MALANG, KOMPAS.TV - Dalam kunjungannya ke Kota Malang, Menteri Perumahan dan Kawasan Permukiman Maruarar Sirait meninjau program bedah rumah Bantuan Stimulan Perumahan Swadaya atau BSPS. Didampingi Wakil Wali Kota Malang Ali Muthohirin, Menteri PKP melihat langsung kondisi rumah warga yang tidak layak huni dan akan mendapatkan bantuan bedah rumah.

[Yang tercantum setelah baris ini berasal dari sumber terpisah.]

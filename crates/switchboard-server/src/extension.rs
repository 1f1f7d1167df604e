//! The secondary channel used by the simulation extension.
//!
//! Holds the outbound sender for the (at most one) attached extension
//! client and the FIFO queue of messages received while the upstream
//! session is not yet connected.

use std::collections::VecDeque;
use std::sync::Arc;

use parking_lot::Mutex as SyncMutex;
use serde_json::{Value, json};
use tokio::sync::Mutex;
use tokio::sync::mpsc;
use tracing::{debug, warn};

use switchboard_core::errors::Result;
use switchboard_core::log::EventLog;

use crate::upstream::UpstreamManager;

/// Bridge between the extension channel and the upstream session.
pub struct ExtensionBridge {
    /// Outbound sender to the attached extension, if any.
    sender: SyncMutex<Option<mpsc::Sender<Arc<String>>>>,
    /// Messages held while the upstream is not Connected.
    ///
    /// The async lock also orders deliveries: queued messages always reach
    /// the upstream before any direct message sent after the flush.
    queue: Mutex<VecDeque<String>>,
    log: Arc<EventLog>,
}

impl ExtensionBridge {
    /// Create a bridge with an empty queue and no extension attached.
    pub fn new(log: Arc<EventLog>) -> Self {
        Self {
            sender: SyncMutex::new(None),
            queue: Mutex::new(VecDeque::new()),
            log,
        }
    }

    /// Attach an extension connection, replacing any previous one.
    pub fn attach(&self, tx: mpsc::Sender<Arc<String>>) {
        let previous = self.sender.lock().replace(tx);
        if previous.is_some() {
            warn!("extension reattached, dropping previous channel");
        }
        self.log.log("extension", "connected", json!({}));
    }

    /// Detach the extension connection.
    pub fn detach(&self) {
        let _ = self.sender.lock().take();
        self.log.log("extension", "disconnected", json!({}));
    }

    /// Whether an extension is currently attached.
    pub fn is_attached(&self) -> bool {
        self.sender.lock().is_some()
    }

    /// Number of queued messages.
    pub async fn queued(&self) -> usize {
        self.queue.lock().await.len()
    }

    /// Deliver an extension text message upstream, or queue it while the
    /// session is not Connected.
    ///
    /// Any messages still queued are drained first, so queue order is
    /// preserved even when a flush races a direct delivery.
    pub async fn deliver(&self, text: String, upstream: &UpstreamManager) -> Result<()> {
        let mut queue = self.queue.lock().await;
        if upstream.is_connected() {
            while let Some(queued) = queue.pop_front() {
                upstream.send_user_text(&queued).await?;
            }
            upstream.send_user_text(&text).await
        } else {
            debug!("upstream not connected, queueing extension message");
            queue.push_back(text);
            self.log.log(
                "extension",
                "message_queued",
                json!({"pending": queue.len()}),
            );
            Ok(())
        }
    }

    /// Drain the queue to a freshly connected upstream, FIFO.
    ///
    /// Draining removes each message before sending, so a second flush (or
    /// a racing `deliver`) can never replay one.
    pub async fn flush_queue(&self, upstream: &UpstreamManager) {
        let mut queue = self.queue.lock().await;
        if queue.is_empty() {
            return;
        }
        let count = queue.len();
        while let Some(queued) = queue.pop_front() {
            if let Err(e) = upstream.send_user_text(&queued).await {
                warn!(error = %e, "lost queued extension message during flush");
            }
        }
        self.log.log("extension", "queue_flushed", json!({"count": count}));
    }

    /// Forward a function-call result from the extension upstream.
    ///
    /// Unlike plain messages these are never queued: a result for a call
    /// that belonged to a session that no longer exists is useless, so it
    /// is logged and dropped.
    pub async fn submit_output(
        &self,
        call_id: &str,
        output: &str,
        upstream: &UpstreamManager,
    ) -> Result<()> {
        if upstream.is_connected() {
            upstream.send_function_output(call_id, output).await
        } else {
            self.log.log(
                "extension",
                "function_call_output_dropped",
                json!({"callId": call_id}),
            );
            Ok(())
        }
    }

    /// Push a function-call item to the attached extension, raw.
    pub fn forward_function_call(&self, item: &Value) {
        self.send_json(&json!({"type": "function_call", "item": item}));
    }

    /// Push a JSON frame to the attached extension, if any.
    pub fn send_json(&self, value: &Value) {
        let sender = self.sender.lock().clone();
        let Some(tx) = sender else { return };
        match serde_json::to_string(value) {
            Ok(text) => {
                if tx.try_send(Arc::new(text)).is_err() {
                    warn!("extension channel full or closed, frame dropped");
                }
            }
            Err(e) => warn!(error = %e, "failed to serialize extension frame"),
        }
    }
}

Setelah melihat kondisi rumah warga, Menteri PKP berdialog dengan Wakil Wali Kota dan warga penerima bantuan. Dari dialog tersebut, Menteri PKP mendapatkan data masih terdapat 827 rumah tidak layak huni. Jumlah tersebut bertambah dari data sebelumnya sebanyak 674 rumah yang telah disetujui.
Berdasarkan data tersebut, pemerintah memutuskan untuk melakukan bedah rumah melalui program BSPS. Dengan program ini, Menteri Ara menargetkan pada tahun 2026 tidak ada lagi rumah tidak layak huni di Kota Malang. Kementerian PKP menargetkan seluruh pengerjaan bedah rumah dapat diselesaikan dalam waktu tiga bulan.
"Tadi saya dapat datanya.Sisanya dari predisen prabowo, jadi harusnya tahun ini dengan data yang ada timnya sudah siap kerja keras dan kota malang tahun ini bebas rumah tidak layak huni bagi warga yang tidak mampu." Kata Maruarar.
Menteri PKP juga menambahkan, dalam pelaksanaan program bedah rumah seluruh proses dilakukan secara transparan, termasuk proses tender pengadaan bahan bangunan.